Trois lignes qui font tout le document
Une reconnaissance de dette solide tient en trois éléments : qui
doit combien à qui (identités complètes et montant écrit en chiffres et en
toutes lettres), pourquoi (la cause : prêt remis en
espèces, solde d'un prix de vente…), et quand et comment ce sera
remboursé. Le générateur assemble ces éléments dans les formes attendues ; le corps
du texte peut être tapé — la loi l'admet expressément —, mais la signature doit être de la
propre main du débiteur, au bas de l'acte (art. 426 du DOC). Un point n'est pas négociable :
si le débiteur ne sait pas lire ou écrire, l'acte sous
seing privé ne vaut rien (art. 427) — direction le notaire ou l'adoul, pas l'imprimante.
Au-delà de 10 000 DH, l'écrit n'est plus un conseil
Beaucoup de prêts entre proches se font sur parole. Le droit marocain, lui, fixe une limite
nette : au-delà de 10 000 dirhams, une convention ne se
prouve pas par témoins — il faut un écrit, papier ou électronique (art. 443 du DOC). Et même
sous ce seuil, le témoignage ne peut rien contre un écrit existant (art. 444).
Autrement dit : sans reconnaissance de dette, le prêteur d'une somme importante n'a
juridiquement presque rien. La légalisation
de la signature à la commune n'est pas une condition de validité, mais elle date l'acte
de façon certaine (art. 425) et ferme d'avance la porte au « ce n'est pas ma signature ».
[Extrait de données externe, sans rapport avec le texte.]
impl Node {
    /// Takes its own copy of `edge` and its `index` in the parent.
    pub fn new(edge: Edge, index: u16) -> Self {
        Node {
            edge,
            index,
            low_node: RwLock::new(None),
            sibling: AtomicUniquePtr::null(),
            wl: AtomicF64::default(),
            d: AtomicF64::default(),
            m: AtomicF64::default(),
            vs: AtomicF64::default(),
            weight: AtomicF64::default(),
            n: AtomicU32::new(0),
            n_in_flight: AtomicU32::new(0),
            terminal_type: AtomicU8::new(Terminal::NonTerminal as u8),
            lower_bound: AtomicU8::new(result_to_u8(GameResult::BlackWon)),
            upper_bound: AtomicU8::new(result_to_u8(GameResult::WhiteWon)),
            repetition: AtomicU8::new(0),
        }
    }

    pub fn index(&self) -> u16 {
        self.index
    }

    pub fn get_move(&self) -> Move {
        self.edge.get_move()
    }

    /// Policy prior of this node's own edge copy; may diverge from the
    /// parent array once noise or boosting rewrote it.
    pub fn p(&self) -> f32 {
        self.edge.p()
    }

    pub fn set_p(&self, p: f32) {
        self.edge.set_p(p);
    }

    pub fn sibling(&self) -> &AtomicUniquePtr<Node> {
        &self.sibling
    }

    pub fn low_node(&self) -> Option<Arc<LowNode>> {
        self.low_node.read().clone()
    }

    pub fn has_low_node(&self) -> bool {
        self.low_node.read().is_some()
    }

    /// Binds this node to a shared low node, registering the parent
    /// reference. Returns false (binding nothing) when another worker got
    /// there first.
    pub fn set_low_node(&self, low: Arc<LowNode>) -> bool {
        let mut slot = self.low_node.write();
        if slot.is_some() {
            return false;
        }
        low.add_parent();
        *slot = Some(low);
        true
    }

    /// Rebinds to a different low node (noise clone at the root).
    pub fn replace_low_node(&self, low: Arc<LowNode>) {
        let mut slot = self.low_node.write();
        if let Some(old) = slot.take() {
            old.remove_parent();
        }
        low.add_parent();
        *slot = Some(low);
    }

    pub fn unset_low_node(&self) {
        if let Some(old) = self.low_node.write().take() {
            old.remove_parent();
        }
    }

    pub fn hash(&self) -> Option<u64> {
        self.low_node.read().as_ref().map(|l| l.hash())
    }

    pub fn is_tt(&self) -> bool {
        self.low_node.read().as_ref().map_or(false, |l| l.is_tt())
    }

    pub fn num_edges(&self) -> usize {
        self.low_node.read().as_ref().map_or(0, |l| l.num_edges())
    }

    pub fn n(&self) -> u32 {
        self.n.load(Ordering::Acquire)
    }

    pub fn n_in_flight(&self) -> u32 {
        self.n_in_flight.load(Ordering::Acquire)
    }

    /// Completed plus in-flight visits; the selection denominator.
    pub fn n_started(&self) -> u32 {
        self.n() + self.n_in_flight()
    }

    pub fn wl(&self) -> f64 {
        self.wl.load()
    }

    pub fn d(&self) -> f64 {
        self.d.load()
    }

    pub fn m(&self) -> f64 {
        self.m.load()
    }

    pub fn vs(&self) -> f64 {
        self.vs.load()
    }

    pub fn weight(&self) -> f64 {
        self.weight.load()
    }

    /// In-flight visits have no weight of their own, so estimate one each.
    pub fn weight_started(&self) -> f64 {
        self.weight() + self.n_in_flight() as f64
    }

    /// Average Q with the given draw score. Caller guards `n > 0`.
    pub fn q(&self, draw_score: f64) -> f64 {
        let n = self.n() as f64;
        (self.wl() + draw_score * self.d()) / n
    }

    /// Sum of policy priors of children with at least one completed visit.
    pub fn visited_policy(&self) -> f32 {
        match self.low_node() {
            Some(low) => low.visited_iter().map(|child| child.p()).sum(),
            None => 0.0,
        }
    }

    pub fn is_terminal(&self) -> bool {
        self.terminal_type() != Terminal::NonTerminal
    }

    pub fn is_tb_terminal(&self) -> bool {
        self.terminal_type() == Terminal::Tablebase
    }

    pub fn terminal_type(&self) -> Terminal {
        Terminal::from_u8(self.terminal_type.load(Ordering::Acquire))
    }

    /// Mover-relative result when decided.
    pub fn terminal_result(&self) -> Option<GameResult> {
        if self.is_terminal() {
            Some(self.bounds().0)
        } else {
            None
        }
    }

    pub fn bounds(&self) -> Bounds {
        (
            result_from_u8(self.lower_bound.load(Ordering::Relaxed)),
            result_from_u8(self.upper_bound.load(Ordering::Relaxed)),
        )
    }

    pub fn set_bounds(&self, lower: GameResult, upper: GameResult) {
        self.lower_bound.store(result_to_u8(lower), Ordering::Relaxed);
        self.upper_bound.store(result_to_u8(upper), Ordering::Relaxed);
    }

    /// Marks the node decided without touching its accumulators; used when
    /// a node adopts a terminal discovered through its (shared) low node
    /// and the visit accounting happens separately.
    pub fn set_terminal_type(&self, terminal_type: Terminal) {
        self.terminal_type
            .store(terminal_type as u8, Ordering::Release);
    }

    pub fn set_repetition(&self) {
        self.repetition.store(1, Ordering::Relaxed);
    }

    pub fn is_repetition(&self) -> bool {
        self.repetition.load(Ordering::Relaxed) != 0
    }

    /// Marks the node decided with deterministic accumulator values; with
    /// prior visits the per-visit values are scaled so averages stay exact.
    pub fn make_terminal(&self, result: GameResult, plies_left: f32, terminal_type: Terminal) {
        let visits = self.n().max(1);
        let k = visits as f64;
        let wl = result.wl() as f64;
        self.wl.store(wl * k);
        self.d.store(if result == GameResult::Draw { k } else { 0.0 });
        self.m.store(plies_left as f64 * k);
        self.vs.store(wl * wl * k);
        self.weight.store(k);
        self.n.store(visits, Ordering::Release);
        self.set_bounds(result, result);
        self.terminal_type
            .store(terminal_type as u8, Ordering::Release);
    }

    /// Makes the node live again, restoring sums from its low node's
    /// (mover-flipped) averages. Reverts the low node too unless
    /// `also_low_node` is false.
    pub fn make_not_terminal(&self, also_low_node: bool) {
        if also_low_node {
            if let Some(low) = self.low_node() {
                if low.is_terminal() {
                    low.make_not_terminal(self);
                }
            }
        }
        self.terminal_type
            .store(Terminal::NonTerminal as u8, Ordering::Release);
        self.set_bounds(GameResult::BlackWon, GameResult::WhiteWon);

        if let Some(low) = self.low_node() {
            let n = self.n();
            if n > 0 && low.n() > 0 {
                let ln = low.n() as f64;
                let k = n as f64;
                self.wl.store(-(low.wl() / ln) * k);
                self.d.store((low.d() / ln) * k);
                self.m.store((low.m() / ln + 1.0) * k);
                self.vs.store((low.vs() / ln) * k);
                self.weight.store((low.weight() / ln) * k);
            }
        }
    }

    /// Claims a visit. Fails only when the node is fresh (`n == 0`) and
    /// another worker already has its single expansion visit in flight.
    pub fn try_start_score_update(&self) -> bool {
        if self.n.load(Ordering::Acquire) == 0 {
            self.n_in_flight
                .compare_exchange(0, 1, Ordering::AcqRel, Ordering::Acquire)
                .is_ok()
        } else {
            self.n_in_flight.fetch_add(1, Ordering::AcqRel);
            true
        }
    }

    /// Returns `multivisit` claimed visits without producing a value.
    pub fn cancel_score_update(&self, multivisit: u32) {
        let before = self.n_in_flight.fetch_sub(multivisit, Ordering::Release);
        debug_assert!(before >= multivisit, "n_in_flight underflow");
    }

    /// Amplifies the current visit to `multivisit` virtual visits
    /// (collisions, or revisits of a known-terminal leaf).
    pub fn increment_n_in_flight(&self, multivisit: u32) {
        self.n_in_flight.fetch_add(multivisit, Ordering::AcqRel);
    }

    /// Lands a completed visit: sums first, then the release decrement of
    /// `n_in_flight` — the order is what lets other workers trust the sums
    /// once they observe the decrement.
    pub fn finalize_score_update(
        &self,
        v: f64,
        d: f64,
        m: f64,
        vs: f64,
        multivisit: u32,
        multiweight: f64,
    ) {
        let k = multivisit as f64;
        self.wl.add(v * k);
        self.d.add(d * k);
        self.m.add(m * k);
        self.vs.add(vs * k);
        self.weight.add(multiweight);
        self.n.fetch_add(multivisit, Ordering::AcqRel);
        let before = self.n_in_flight.fetch_sub(multivisit, Ordering::AcqRel);
        debug_assert!(before >= multivisit, "n_in_flight underflow");
        debug_assert!(self.wldm_invariants_hold());
    }

    /// Applies a delta against existing visits without changing `n`.
    pub fn adjust_for_terminal(
        &self,
        v: f64,
        d: f64,
        m: f64,
        vs: f64,
        multivisit: u32,
        multiweight: f64,
    ) {
        let k = multivisit as f64;
        self.wl.add(v * k);
        self.d.add(d * k);
        self.m.add(m * k);
        self.vs.add(vs * k);
        self.weight.add(multiweight);
    }

    /// Resets visit statistics and flags, keeping edge, index, sibling and
    /// the low-node binding (and through it the subtree).
    pub fn trim(&self) {
        debug_assert_eq!(self.n_in_flight(), 0);
        self.wl.store(0.0);
        self.d.store(0.0);
        self.m.store(0.0);
        self.vs.store(0.0);
        self.weight.store(0.0);
        self.n.store(0, Ordering::Release);
        self.terminal_type
            .store(Terminal::NonTerminal as u8, Ordering::Release);
        self.set_bounds(GameResult::BlackWon, GameResult::WhiteWon);
        self.repetition.store(0, Ordering::Relaxed);
    }

    /// Walks the reachable DAG and reports every node with a leftover
    /// in-flight visit. True when the graph is quiescent.
    pub fn zero_n_in_flight(&self) -> bool {
        let mut seen: HashSet<*const LowNode> = HashSet::new();
        let mut ok = true;
        self.walk_in_flight(&mut seen, &mut ok);
        ok
    }

    fn walk_in_flight(&self, seen: &mut HashSet<*const LowNode>, ok: &mut bool) {
        let in_flight = self.n_in_flight();
        if in_flight != 0 {
            *ok = false;
            log::error!(
                "node for {} (index {}) has n_in_flight {} at quiescence",
                self.get_move(),
                self.index,
                in_flight
            );
        }
        if let Some(low) = self.low_node() {
            if !seen.insert(Arc::as_ptr(&low)) {
                return;
            }
            let mut child = low.child().get();
            while let Some(node) = child {
                node.walk_in_flight(seen, ok);
                child = node.sibling().get();
            }
        }
    }

    pub fn wldm_invariants_hold(&self) -> bool {
        let n = self.n() as f64;
        if n == 0.0 {
            return true;
        }
        let (wl, d, m, vs) = (self.wl(), self.d(), self.m(), self.vs());
        wl.is_finite()
            && d.is_finite()
            && m.is_finite()
            && vs.is_finite()
            && wl.abs() <= n + 1e-6
            && (-1e-6..=n + 1e-6).contains(&d)
    }
}
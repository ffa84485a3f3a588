//! Small shared utilities: lock-free float accumulators and the compressed
//! 16-bit policy format.

use std::sync::atomic::{AtomicU32, AtomicU64, Ordering};

/// An `f64` accumulator that can be updated without a surrounding lock.
///
/// Stores the bit pattern in an `AtomicU64`. Additions use a CAS loop, so
/// concurrent writers never lose an update; readers may observe a value
/// between two updates, which the visit accounting tolerates.
#[derive(Debug, Default)]
pub struct AtomicF64(AtomicU64);

impl AtomicF64 {
    pub fn new(value: f64) -> Self {
        AtomicF64(AtomicU64::new(value.to_bits()))
    }

    #[inline]
    pub fn load(&self) -> f64 {
        f64::from_bits(self.0.load(Ordering::Relaxed))
    }

    #[inline]
    pub fn store(&self, value: f64) {
        self.0.store(value.to_bits(), Ordering::Relaxed);
    }

    #[inline]
    pub fn add(&self, delta: f64) {
        self.0
            .fetch_update(Ordering::Relaxed, Ordering::Relaxed, |bits| {
                Some((f64::from_bits(bits) + delta).to_bits())
            })
            .ok();
    }
}

/// An `f32` cell with the same discipline as [`AtomicF64`].
#[derive(Debug, Default)]
pub struct AtomicF32(AtomicU32);

impl AtomicF32 {
    pub fn new(value: f32) -> Self {
        AtomicF32(AtomicU32::new(value.to_bits()))
    }

    #[inline]
    pub fn load(&self) -> f32 {
        f32::from_bits(self.0.load(Ordering::Relaxed))
    }

    #[inline]
    pub fn store(&self, value: f32) {
        self.0.store(value.to_bits(), Ordering::Relaxed);
    }
}

/// Packs a policy prior in `[0, 1]` into 16 bits: 5 bits of exponent and
/// 11 bits of significand. Values below ~6e-10 collapse to zero.
#[inline]
pub fn pack_policy(p: f32) -> u16 {
    debug_assert!((0.0..=1.0).contains(&p));
    // Rounding constant folds the half-ulp round-up and the exponent rebase
    // into one add on the raw bit pattern.
    const ROUNDINGS: i32 = (1 << 11) - (3 << 28);
    let bits = p.to_bits() as i32;
    let shifted = bits.wrapping_add(ROUNDINGS);
    if shifted < 0 {
        0
    } else {
        (shifted >> 12) as u16
    }
}

/// Inverse of [`pack_policy`].
#[inline]
pub fn unpack_policy(p: u16) -> f32 {
    if p == 0 {
        return 0.0;
    }
    let bits = ((p as u32) << 12).wrapping_add(3 << 28);
    f32::from_bits(bits)
}

#[cfg(test)]
mod tests {
    use super::*;

    #[test]
    fn policy_pack_roundtrip_endpoints() {
        assert_eq!(unpack_policy(pack_policy(0.0)), 0.0);
        assert_eq!(unpack_policy(pack_policy(1.0)), 1.0);
    }

    #[test]
    fn policy_pack_error_is_small() {
        for i in 0..=1000 {
            let p = i as f32 / 1000.0;
            let q = unpack_policy(pack_policy(p));
            assert!((p - q).abs() < 1e-3, "p={} q={}", p, q);
        }
    }

    #[test]
    fn policy_pack_is_monotone() {
        let mut last = 0;
        for i in 0..=1000 {
            let packed = pack_policy(i as f32 / 1000.0);
            assert!(packed >= last);
            last = packed;
        }
    }

    #[test]
    fn atomic_f64_accumulates() {
        let a = AtomicF64::new(1.5);
        a.add(2.25);
        a.add(-0.75);
        assert_eq!(a.load(), 3.0);
    }
}
//! Abstraction over the neural network evaluator.

use thiserror::Error;

use crate::mcts::node::Edge;

#[derive(Debug, Error)]
pub enum EvalError {
    #[error("evaluator backend failed: {0}")]
    Backend(String),
    #[error("evaluator backend is gone")]
    Disconnected,
}

/// A position encoded into evaluator input planes. The layout is owned by
/// the rules side's encoder; the search treats it as opaque.
#[derive(Debug, Clone)]
pub struct EncodedPosition {
    pub planes: Vec<f32>,
}

/// One evaluated position: value head outputs plus the legal edges with
/// their softmaxed policy priors, sorted by policy descending.
#[derive(Debug)]
pub struct NNEval {
    pub q: f32,
    pub d: f32,
    pub m: f32,
    pub e: f32,
    pub edges: Box<[Edge]>,
}

impl NNEval {
    pub fn num_edges(&self) -> usize {
        self.edges.len()
    }
}

/// One batched evaluator call: feed inputs with [`add_input`], run them all
/// with [`compute_blocking`], then read per-index outputs. Batch size is
/// whatever was accumulated; the caching computation forwards it as is.
///
/// [`add_input`]: NetworkComputation::add_input
/// [`compute_blocking`]: NetworkComputation::compute_blocking
pub trait NetworkComputation: Send {
    fn add_input(&mut self, input: EncodedPosition);
    /// Number of inputs added so far.
    fn batch_size(&self) -> usize;
    fn compute_blocking(&mut self) -> Result<(), EvalError>;

    /// Expected value in `[-1, 1]` for input `idx`.
    fn get_q(&self, idx: usize) -> f32;
    /// Draw probability in `[0, 1]`.
    fn get_d(&self, idx: usize) -> f32;
    /// Moves-left estimate in plies.
    fn get_m(&self, idx: usize) -> f32;
    /// Eval-uncertainty head.
    fn get_e(&self, idx: usize) -> f32;
    /// Raw policy logit for `policy_index` of input `idx`.
    fn get_p(&self, idx: usize, policy_index: usize) -> f32;
}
L'écrit protège aussi au-delà de la vie du débiteur : dans une succession, les dettes du
défunt se paient avant tout partage entre héritiers (art. 322 du Code de la
famille) — mais encore faut-il pouvoir les prouver. Une créance documentée survit ; une
parole donnée meurt avec son témoin. Voyez comment un
partage de succession traite les dettes.
Ce qui change le 24 août 2026
Le nouveau code de procédure civile (loi 58.25, publiée au Bulletin officiel du 23 février
2026) entre en vigueur le 24 août 2026 — et il change
concrètement le rapport de force autour de ce document. Nier sa signature de mauvaise foi
coûtera une amende civile de 10 000 à 20 000 DH
(contre 100 à 300 DH dans l'ancien code), la vérification d'écritures couvre désormais aussi
l'empreinte digitale, et le créancier dispose d'une action nouvelle : faire reconnaître en
justice qu'un écrit émane bien de son débiteur, avant même de réclamer le paiement — le
silence du débiteur convoqué vaut reconnaissance (art. 159). Un document bien rédigé
aujourd'hui pèsera donc encore plus lourd demain.